Finding soiled underwear when your child has already learned to use the bathroom can be worrying.
What are the reasons why a child may not empty their bowels when they go to the bathroom?
What is paradoxical diarrhea in children?
Children sometimes defecate in the wrong place and at the wrong time, whether voluntarily or involuntarily.
This kind of incontinence usually appears in children aged 4 or older who are already potty trained. It’s more common in boys than in girls.
This problem is known as paradoxical diarrhea, since it’s diagnosed after doctors have ruled out disease. Another name for it is encopresis.
When the child feels the need to go, they squeeze their sphincter to hold it in. Eventually, the child’s colon can’t hold any more fecal matter and this can leak out.
Signs of paradoxical diarrhea in children
The main symptoms of encopresis or paradoxical diarrhea in children are:
- Irregular bowel movements. The child may only pass stool twice a week or less.
- Dry, hard or large stool which are painful for the child to pass. Children with this issue go to the bathroom less frequently, and pass large stool for their age.
- Fear of defecating in the toilet or potty. The child may be too afraid to tell you when they need to go.
- Anal bleeding.
- Sudden incontinence. This means the child isn’t able to contain the feces until they get to the bathroom.
- Leakage of loose, watery stool or unexpected diarrhea.
- Abdominal stress during bowel movements. This may lead to an increased heart rate and make the child feel dizzy.
- Abdominal pain or discomfort.
- Bowel movements in unsuitable places, such as in clothing, a chair, a corner of the house or other places that aren’t the toilet.
“Children sometimes defecate in the wrong place and at the wrong time, whether voluntarily or involuntarily”
Causes of paradoxical diarrhea in children
Some of the most common causes of paradoxical diarrhea in children are:
Sometimes, stool can get stuck in the colon, becoming hard or impacted. This can make going to the toilet a painful ordeal.
Early or faulty potty training
When potty training begins at a very early stage of childhood, it can lead to a phobia of using the bathroom.
Oppositional defiant disorder
The child wants to show that they’re the one in control of the situation. To do this, he or she refuses to use the toilet to defecate.
When children aren’t able to express their negative emotions, it’s the body that shows the strain.
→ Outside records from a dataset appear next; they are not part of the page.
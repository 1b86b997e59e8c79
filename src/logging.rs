use tracing_subscriber::EnvFilter;

/// Install the global subscriber. With `debug` off the level is pinned to
/// `info`; with it on, `RUST_LOG` may override the `debug` default.
pub fn init(debug: bool) {
    let filter = if debug {
        EnvFilter::try_from_default_env().unwrap_or_else(|_| EnvFilter::new("debug"))
    } else {
        EnvFilter::new("info")
    };

    let _ = tracing_subscriber::fmt()
        .with_env_filter(filter)
        .with_target(false)
        .try_init();
}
Paradoxical diarrhea in children can be a sign of emotional distress.
Other factors that can lead to paradoxical diarrhea in children include:
- Being a victim of sexual abuse.
- Fissures around the anus.
- Genetic predisposition to bowel disorders.
- Dehydration or a diet poor in fiber.
- Excessive use of suppositories or laxatives.
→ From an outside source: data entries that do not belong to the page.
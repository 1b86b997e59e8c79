/// Logical size in pixels.
#[derive(Debug, Clone, Copy, PartialEq)]
pub struct Size {
    pub width: f32,
    pub height: f32,
}

impl Size {
    pub const fn new(width: f32, height: f32) -> Self {
        Self { width, height }
    }
}

/// Axis-aligned rectangle in the compositor's logical coordinate space
/// (origin top-left).
#[derive(Debug, Clone, Copy, PartialEq)]
pub struct Rect {
    pub x: f32,
    pub y: f32,
    pub width: f32,
    pub height: f32,
}

impl Rect {
    pub const fn new(x: f32, y: f32, width: f32, height: f32) -> Self {
        Self {
            x,
            y,
            width,
            height,
        }
    }

    pub fn size(&self) -> Size {
        Size::new(self.width, self.height)
    }
}

/// Collapsed notch geometry.
pub const CLOSED_SIZE: Size = Size::new(185.0, 32.0);

/// Expanded notch geometry.
pub const OPEN_SIZE: Size = Size::new(640.0, 190.0);

/// Where the notch surface sits on a display: centered on the top edge and
/// large enough to hold the expanded notch. A display narrower than the open
/// notch gets a surface clamped to its width.
pub fn notch_placement(display: &Rect) -> Rect {
    let width = OPEN_SIZE.width.min(display.width.max(0.0));
    let height = OPEN_SIZE.height.min(display.height.max(0.0));
    let x = display.x + (display.width - width) / 2.0;
    Rect::new(x, display.y, width, height)
}

#[cfg(test)]
mod tests {
    use super::*;

    #[test]
    fn placement_centered_on_top_edge() {
        let display = Rect::new(0.0, 0.0, 1920.0, 1080.0);
        let placement = notch_placement(&display);
        assert_eq!(placement.x, 640.0);
        assert_eq!(placement.y, 0.0);
        assert_eq!(placement.size(), OPEN_SIZE);
    }

    #[test]
    fn placement_follows_display_offset() {
        let display = Rect::new(1920.0, 0.0, 2560.0, 1440.0);
        let placement = notch_placement(&display);
        assert_eq!(placement.x, 1920.0 + 960.0);
    }

    #[test]
    fn placement_clamped_to_tiny_display() {
        let display = Rect::new(0.0, 0.0, 320.0, 100.0);
        let placement = notch_placement(&display);
        assert_eq!(placement.width, 320.0);
        assert_eq!(placement.height, 100.0);
        assert_eq!(placement.x, 0.0);
    }
}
Consequences of paradoxical diarrhea
Apart from the physical consequences, paradoxical diarrhea in children can have lasting psychological effects.
Feelings of guilt
As children become aware of the problem, they may experience feelings of shame and guilt. These feelings will impact their self-confidence.
Children who suffer from paradoxical diarrhea may avoid spending time with other people out of fear or embarrassment.
The child may refuse to go to school and try to keep away from other children. Obviously, this is not a good idea.
“This kind of incontinence usually appears in children aged 4 or older who are already potty trained, and is more common in boys than in girls”
Nagging your child about occasional incontinence or allowing people to make fun of the problem could seriously harm their self-esteem.
With this in mind, you shouldn’t put off seeing a doctor.
It’s easy to think that this is a stage your child will grow out of, but in fact, paradoxical diarrhea can lead to further complications, both physical and emotional.
From around 4 years of age, parents should be on the alert for episodes of incontinence occurring more than once a week.
Children with this disorder need extra support from their parents, not criticism or teasing.